| Your assignment |
Pull from the data below each line where the word "credentials" occurs, and copy it.

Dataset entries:
//! Typed wrappers for the EduSync resource endpoints.
//!
//! All of these go through [`ApiClient::send_json`], so they carry the
//! bearer token and the single refresh-and-retry.

use serde::{de::DeserializeOwned, Deserialize};
use tracing::{debug, warn};

use super::client::ApiClient;
use super::{endpoints, ApiError};
use crate::models::{
    Assignment, AssignmentSubmission, Course, Exam, ExamSubmission, Id, Material,
    MaterialDownload, Program, User,
};

/// List endpoints answer either with a bare array or with the array wrapped
/// in an object.
#[derive(Deserialize)]
#[serde(untagged)]
enum ListResponse<T> {
    Bare(Vec<T>),
    Wrapped {
        #[serde(alias = "items", alias = "results")]
        data: Vec<T>,
    },
}

impl<T> ListResponse<T> {
    fn into_vec(self) -> Vec<T> {
        match self {
            ListResponse::Bare(items) | ListResponse::Wrapped { data: items } => items,
        }
    }
}

impl ApiClient {
    async fn fetch_list<T: DeserializeOwned>(&self, path: &str) -> Result<Vec<T>, ApiError> {
        let list: ListResponse<T> = self.get(path).await?;
        let items = list.into_vec();
        debug!(path, count = items.len(), "Fetched list");
        Ok(items)
    }

    // ===== Profile =====

    pub async fn fetch_profile(&self) -> Result<User, ApiError> {
        self.get(endpoints::PROFILE).await
    }

    /// Save the profile and replace the stored user record with the server's
    /// copy (or the submitted one, when the server answers without a body).
    pub async fn update_profile(&self, user: &User) -> Result<User, ApiError> {
        let saved: Option<User> = self.put(endpoints::PROFILE, user).await?;
        let saved = saved.unwrap_or_else(|| user.clone());
        if let Err(e) = self.credentials().update_user(&saved).await {
            warn!(error = %e, "Profile saved but stored user record was not updated");
        }
        Ok(saved)
    }

    // ===== Programs =====

    pub async fn fetch_programs(&self) -> Result<Vec<Program>, ApiError> {
        self.fetch_list(endpoints::PROGRAMS).await
    }

    pub async fn fetch_enrolled_programs(&self) -> Result<Vec<Program>, ApiError> {
        self.fetch_list(endpoints::PROGRAMS_ENROLLED).await
    }

    pub async fn fetch_program(&self, id: &Id) -> Result<Program, ApiError> {
        self.get(&endpoints::program(id)).await
    }

    // ===== Courses =====

    pub async fn fetch_courses(&self) -> Result<Vec<Course>, ApiError> {
        self.fetch_list(endpoints::COURSES).await
    }

    pub async fn fetch_course(&self, id: &Id) -> Result<Course, ApiError> {
        self.get(&endpoints::course(id)).await
    }

    pub async fn fetch_course_materials(&self, id: &Id) -> Result<Vec<Material>, ApiError> {
        self.fetch_list(&endpoints::course_materials(id)).await
    }

    // ===== Materials =====

    pub async fn fetch_materials(&self) -> Result<Vec<Material>, ApiError> {
        self.fetch_list(endpoints::MATERIALS).await
    }

    pub async fn fetch_material_download(&self, id: &Id) -> Result<MaterialDownload, ApiError> {
        self.get(&endpoints::material_download(id)).await
    }

    // ===== Assignments =====

    pub async fn fetch_assignments(&self) -> Result<Vec<Assignment>, ApiError> {
        self.fetch_list(endpoints::ASSIGNMENTS).await
    }

    pub async fn fetch_assignment(&self, id: &Id) -> Result<Assignment, ApiError> {
        self.get(&endpoints::assignment(id)).await
    }

    pub async fn submit_assignment(
        &self,
        id: &Id,
        submission: &AssignmentSubmission,
    ) -> Result<Assignment, ApiError> {
        self.post(&endpoints::assignment_submit(id), submission).await
    }

    // ===== Exams =====

    pub async fn fetch_exams(&self) -> Result<Vec<Exam>, ApiError> {
        self.fetch_list(endpoints::EXAMS).await
    }

    pub async fn fetch_exam(&self, id: &Id) -> Result<Exam, ApiError> {
        self.get(&endpoints::exam(id)).await
    }

    pub async fn start_exam(&self, id: &Id) -> Result<Exam, ApiError> {
        self.post_empty(&endpoints::exam_start(id)).await
    }

    pub async fn submit_exam(&self, id: &Id, submission: &ExamSubmission) -> Result<Exam, ApiError> {
        self.post(&endpoints::exam_submit(id), submission).await
    }
}

#[cfg(test)]
mod tests {
    use super::*;
    use crate::models::{AssignmentStatus, ExamStatus, ProgramStatus};
    use crate::testutil::signed_in_client;
    use mockito::Matcher;
    use serde_json::json;

    #[tokio::test]
    async fn test_lists_accept_bare_and_wrapped_arrays() {
        let mut server = mockito::Server::new_async().await;
        server
            .mock("GET", "/programs")
            .with_status(200)
            .with_body(r#"[{"id":1,"name":"Computer Science","status":"enrolled"}]"#)
            .create_async()
            .await;
        server
            .mock("GET", "/programs/enrolled")
            .with_status(200)
            .with_body(r#"{"data":[{"id":1,"name":"Computer Science","status":"enrolled"}],"total":1}"#)
            .create_async()
            .await;

        let (client, _) = signed_in_client(&server, "access-1", "refresh-1").await;
        let all = client.fetch_programs().await.unwrap();
        let enrolled = client.fetch_enrolled_programs().await.unwrap();
        assert_eq!(all.len(), 1);
        assert_eq!(enrolled.len(), 1);
        assert_eq!(enrolled[0].status, ProgramStatus::Enrolled);
    }

    #[tokio::test]
    async fn test_submit_assignment_posts_body() {
        let mut server = mockito::Server::new_async().await;
        let mock = server
            .mock("POST", "/assignments/5/submit")
            .match_header("authorization", "Bearer access-1")
            .match_body(Matcher::Json(json!({"content": "My essay"})))
            .with_status(200)
            .with_body(r#"{"id":5,"title":"Essay","status":"submitted","submittedAt":"2024-05-01T12:00:00Z"}"#)
            .create_async()
            .await;

        let (client, _) = signed_in_client(&server, "access-1", "refresh-1").await;
        let submission = AssignmentSubmission {
            content: Some("My essay".to_string()),
            files: Vec::new(),
        };
        let updated = client.submit_assignment(&Id::Num(5), &submission).await.unwrap();
        mock.assert_async().await;
        assert_eq!(updated.status, AssignmentStatus::Submitted);
    }

    #[tokio::test]
    async fn test_course_materials_uses_course_path() {
        let mut server = mockito::Server::new_async().await;
        let mock = server
            .mock("GET", "/courses/12/materials")
            .match_header("authorization", "Bearer access-1")
            .with_status(200)
            .with_body(
                r#"{"items":[{"id":3,"courseId":12,"name":"Lecture 1","type":"mp4","size":"120 MB"}]}"#,
            )
            .expect(1)
            .create_async()
            .await;

        let (client, _) = signed_in_client(&server, "access-1", "refresh-1").await;
        let materials = client.fetch_course_materials(&Id::Num(12)).await.unwrap();
        mock.assert_async().await;
        assert_eq!(materials.len(), 1);
        assert_eq!(materials[0].course_id, Some(Id::Num(12)));
        assert!(materials[0].is_video());
    }

    #[tokio::test]
    async fn test_material_download_returns_link() {
        let mut server = mockito::Server::new_async().await;
        let mock = server
            .mock("GET", "/materials/m-7/download")
            .match_header("authorization", "Bearer access-1")
            .with_status(200)
            .with_body(r#"{"downloadUrl":"https://files.example/m-7.pdf","expiresAt":"2024-05-01T13:00:00Z"}"#)
            .expect(1)
            .create_async()
            .await;

        let (client, _) = signed_in_client(&server, "access-1", "refresh-1").await;
        let link = client
            .fetch_material_download(&Id::from("m-7"))
            .await
            .unwrap();
        mock.assert_async().await;
        assert_eq!(link.url, "https://files.example/m-7.pdf");
        assert_eq!(link.expires_at.as_deref(), Some("2024-05-01T13:00:00Z"));
    }

    #[tokio::test]
    async fn test_start_exam_posts_without_body() {
        let mut server = mockito::Server::new_async().await;
        let mock = server
            .mock("POST", "/exams/4/start")
            .match_header("authorization", "Bearer access-1")
            .match_body(Matcher::Exact(String::new()))
            .with_status(200)
            .with_body(r#"{"id":4,"title":"Midterm","status":"in-progress","totalQuestions":20}"#)
            .expect(1)
            .create_async()
            .await;

        let (client, _) = signed_in_client(&server, "access-1", "refresh-1").await;
        let exam = client.start_exam(&Id::Num(4)).await.unwrap();
        mock.assert_async().await;
        assert_eq!(exam.status, ExamStatus::InProgress);
        assert_eq!(exam.total_questions, Some(20));
    }

    #[tokio::test]
    async fn test_submit_exam_posts_answers() {
        let mut server = mockito::Server::new_async().await;
        let mock = server
            .mock("POST", "/exams/4/submit")
            .match_header("authorization", "Bearer access-1")
            .match_body(Matcher::Json(json!({"answers": {"q1": "b", "q2": ["a", "c"]}})))
            .with_status(200)
            .with_body(r#"{"id":4,"title":"Midterm","status":"completed","score":18,"maxScore":20}"#)
            .expect(1)
            .create_async()
            .await;

        let (client, _) = signed_in_client(&server, "access-1", "refresh-1").await;
        let mut submission = ExamSubmission::default();
        submission.answers.insert("q1".to_string(), json!("b"));
        submission.answers.insert("q2".to_string(), json!(["a", "c"]));

        let exam = client.submit_exam(&Id::Num(4), &submission).await.unwrap();
        mock.assert_async().await;
        assert_eq!(exam.status, ExamStatus::Completed);
        assert_eq!(exam.percentage(), Some(90.0));
    }

    #[tokio::test]
    async fn test_update_profile_replaces_stored_user() {
        let mut server = mockito::Server::new_async().await;
        server
            .mock("PUT", "/user/profile")
            .with_status(200)
            .with_body(r#"{"id":1,"name":"Ada King","email":"ada@example.com","role":"student"}"#)
            .create_async()
            .await;

        let (client, _) = signed_in_client(&server, "access-1", "refresh-1").await;
        let saved = client
            .update_profile(&User::new("Ada King", "ada@example.com"))
            .await
            .unwrap();
        assert_eq!(saved.role.as_deref(), Some("student"));

        let stored = client.credentials().user_json().await.unwrap().unwrap();
        let stored: User = serde_json::from_str(&stored).unwrap();
        assert_eq!(stored.name, "Ada King");
        assert_eq!(
            client.credentials().access_token().await.unwrap().as_deref(),
            Some("access-1")
        );
    }

    #[tokio::test]
    async fn test_update_profile_without_body_keeps_submitted_user() {
        let mut server = mockito::Server::new_async().await;
        server
            .mock("PUT", "/user/profile")
            .with_status(204)
            .create_async()
            .await;

        let (client, _) = signed_in_client(&server, "access-1", "refresh-1").await;
        let saved = client
            .update_profile(&User::new("Ada King", "ada@example.com"))
            .await
            .unwrap();
        assert_eq!(saved.name, "Ada King");
    }
}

| Finished exercise |
        if let Err(e) = self.credentials().update_user(&saved).await {
        let stored = client.credentials().user_json().await.unwrap().unwrap();
            client.credentials().access_token().await.unwrap().as_deref(),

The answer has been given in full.